### YOUR GOAL
Could you filter the data below down to the lines that hold the word "first"?

### GIVEN RECORDS
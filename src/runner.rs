//! Config-driven run: builds one engine per enabled equipment, schedules the
//! scripted and generated events, and runs every engine to the end time.

use thiserror::Error;
use tracing::info;

use crate::config::{ConfigError, ScenarioConfig};
use crate::equipment::SimulationControl;
use crate::error::EquipError;
use crate::sim::engine::Engine;
use crate::sim::event::{Event, PowerVariation};
use crate::sim::scenario::UsageScenario;
use crate::sim::summary::RunSummary;
use crate::sim::time::SimTime;
use crate::sim::types::{ErrorMode, ExecutionRecord};

/// Failure of a whole run.
#[derive(Debug, Error)]
pub enum RunError {
    #[error("invalid scenario ({} error(s))", .0.len())]
    InvalidConfig(Vec<ConfigError>),
    #[error(transparent)]
    Equipment(#[from] EquipError),
}

/// Everything a run produces.
#[derive(Debug, Clone)]
pub struct RunOutput {
    /// Records of all equipment, ordered by time, then by equipment in
    /// lamp, fan, heat pump order.
    pub records: Vec<ExecutionRecord>,
    /// One summary per enabled equipment.
    pub summaries: Vec<RunSummary>,
}

/// Runs a validated scenario.
///
/// # Errors
///
/// `RunError::InvalidConfig` if [`ScenarioConfig::validate`] reports
/// anything; in abort mode, the first rejected event's error.
pub fn run_scenario(cfg: &ScenarioConfig) -> Result<RunOutput, RunError> {
    let errors = cfg.validate();
    if !errors.is_empty() {
        return Err(RunError::InvalidConfig(errors));
    }

    let end = SimTime::from_secs(cfg.simulation.end_time_s)?;
    let mode = cfg.error_mode();
    let mut records = Vec::new();
    let mut summaries = Vec::new();

    for name in ["lamp", "fan"] {
        let load_cfg = if name == "lamp" { &cfg.lamp } else { &cfg.fan };
        if !load_cfg.enabled {
            continue;
        }
        let load = load_cfg.build(name)?;
        let events = events_for(cfg, name, load.variation(), end)?;
        let (recs, summary) = run_equipment(load, events, mode, end)?;
        records.extend(recs);
        summaries.push(summary);
    }

    if cfg.heat_pump.enabled {
        let hp = cfg.heat_pump.build(cfg.policy())?;
        let events = events_for(cfg, "heat_pump", hp.variation(), end)?;
        let (recs, summary) = run_equipment(hp, events, mode, end)?;
        records.extend(recs);
        summaries.push(summary);
    }

    // stable: equipment order is kept for equal times
    records.sort_by_key(|r| r.time);

    Ok(RunOutput { records, summaries })
}

/// Scripted events targeting `target`, plus generated usage when it drives
/// the same equipment.
fn events_for(
    cfg: &ScenarioConfig,
    target: &str,
    variation: &PowerVariation,
    end: SimTime,
) -> Result<Vec<Event>, RunError> {
    let mut events = Vec::new();
    for ev in cfg.events.iter().filter(|e| e.target == target) {
        events.push(
            ev.to_event(variation)
                .map_err(|e| RunError::InvalidConfig(vec![e]))?,
        );
    }

    let ru = &cfg.random_usage;
    if ru.enabled && ru.target == target {
        let scenario = UsageScenario::new(
            cfg.simulation.seed,
            end,
            ru.sessions,
            ru.adjustments_per_session,
        );
        events.extend(scenario.generate(variation)?);
    }

    Ok(events)
}

fn run_equipment<E: SimulationControl>(
    equipment: E,
    events: Vec<Event>,
    mode: ErrorMode,
    end: SimTime,
) -> Result<(Vec<ExecutionRecord>, RunSummary), RunError> {
    let label = equipment.label().to_string();
    let mut engine = Engine::new(equipment, mode);
    engine.schedule_all(events)?;
    engine.run_until(end)?;

    let (_, records) = engine.into_parts();
    let summary = RunSummary::from_records(&label, &records, end);
    info!(
        equipment = %label,
        executed = summary.executed,
        rejected = summary.rejected,
        energy_wh = summary.energy_wh,
        "equipment run complete"
    );
    Ok((records, summary))
}

#[cfg(test)]
mod tests {
    use super::*;
    use crate::io::export::write_csv;
    use crate::sim::types::Outcome;

    #[test]
    fn same_scenario_and_seed_is_deterministic() {
        let scenario = ScenarioConfig::random_usage();

        let run_a = run_scenario(&scenario).expect("first run should succeed");
        let run_b = run_scenario(&scenario).expect("second run should succeed");

        let mut out_a = Vec::new();
        write_csv(&run_a.records, &mut out_a).expect("first export should succeed");

        let mut out_b = Vec::new();
        write_csv(&run_b.records, &mut out_b).expect("second export should succeed");

        assert_eq!(out_a, out_b);
    }

    #[test]
    fn baseline_runs_every_equipment() {
        let out = run_scenario(&ScenarioConfig::baseline()).expect("baseline should run");
        let labels: Vec<&str> = out.summaries.iter().map(|s| s.equipment.as_str()).collect();
        assert_eq!(labels, ["lamp", "fan", "heat_pump"]);
        assert!(out.records.windows(2).all(|w| w[0].time <= w[1].time));
        assert!(out.records.iter().all(|r| r.outcome == Outcome::Executed));
    }

    #[test]
    fn invalid_config_is_reported() {
        let mut cfg = ScenarioConfig::baseline();
        cfg.simulation.end_time_s = -1.0;
        let err = run_scenario(&cfg).unwrap_err();
        assert!(matches!(err, RunError::InvalidConfig(ref errs) if !errs.is_empty()));
    }

    #[test]
    fn abort_mode_stops_on_infeasible_power() {
        let mut cfg = ScenarioConfig::tight_budget();
        cfg.simulation.on_error = "abort".to_string();
        let err = run_scenario(&cfg).unwrap_err();
        assert!(matches!(
            err,
            RunError::Equipment(EquipError::InfeasibleAllocation { .. })
        ));
    }
}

### ANSWER SECTION
/// anything; in abort mode, the first rejected event's error.
        let run_a = run_scenario(&scenario).expect("first run should succeed");
        write_csv(&run_a.records, &mut out_a).expect("first export should succeed");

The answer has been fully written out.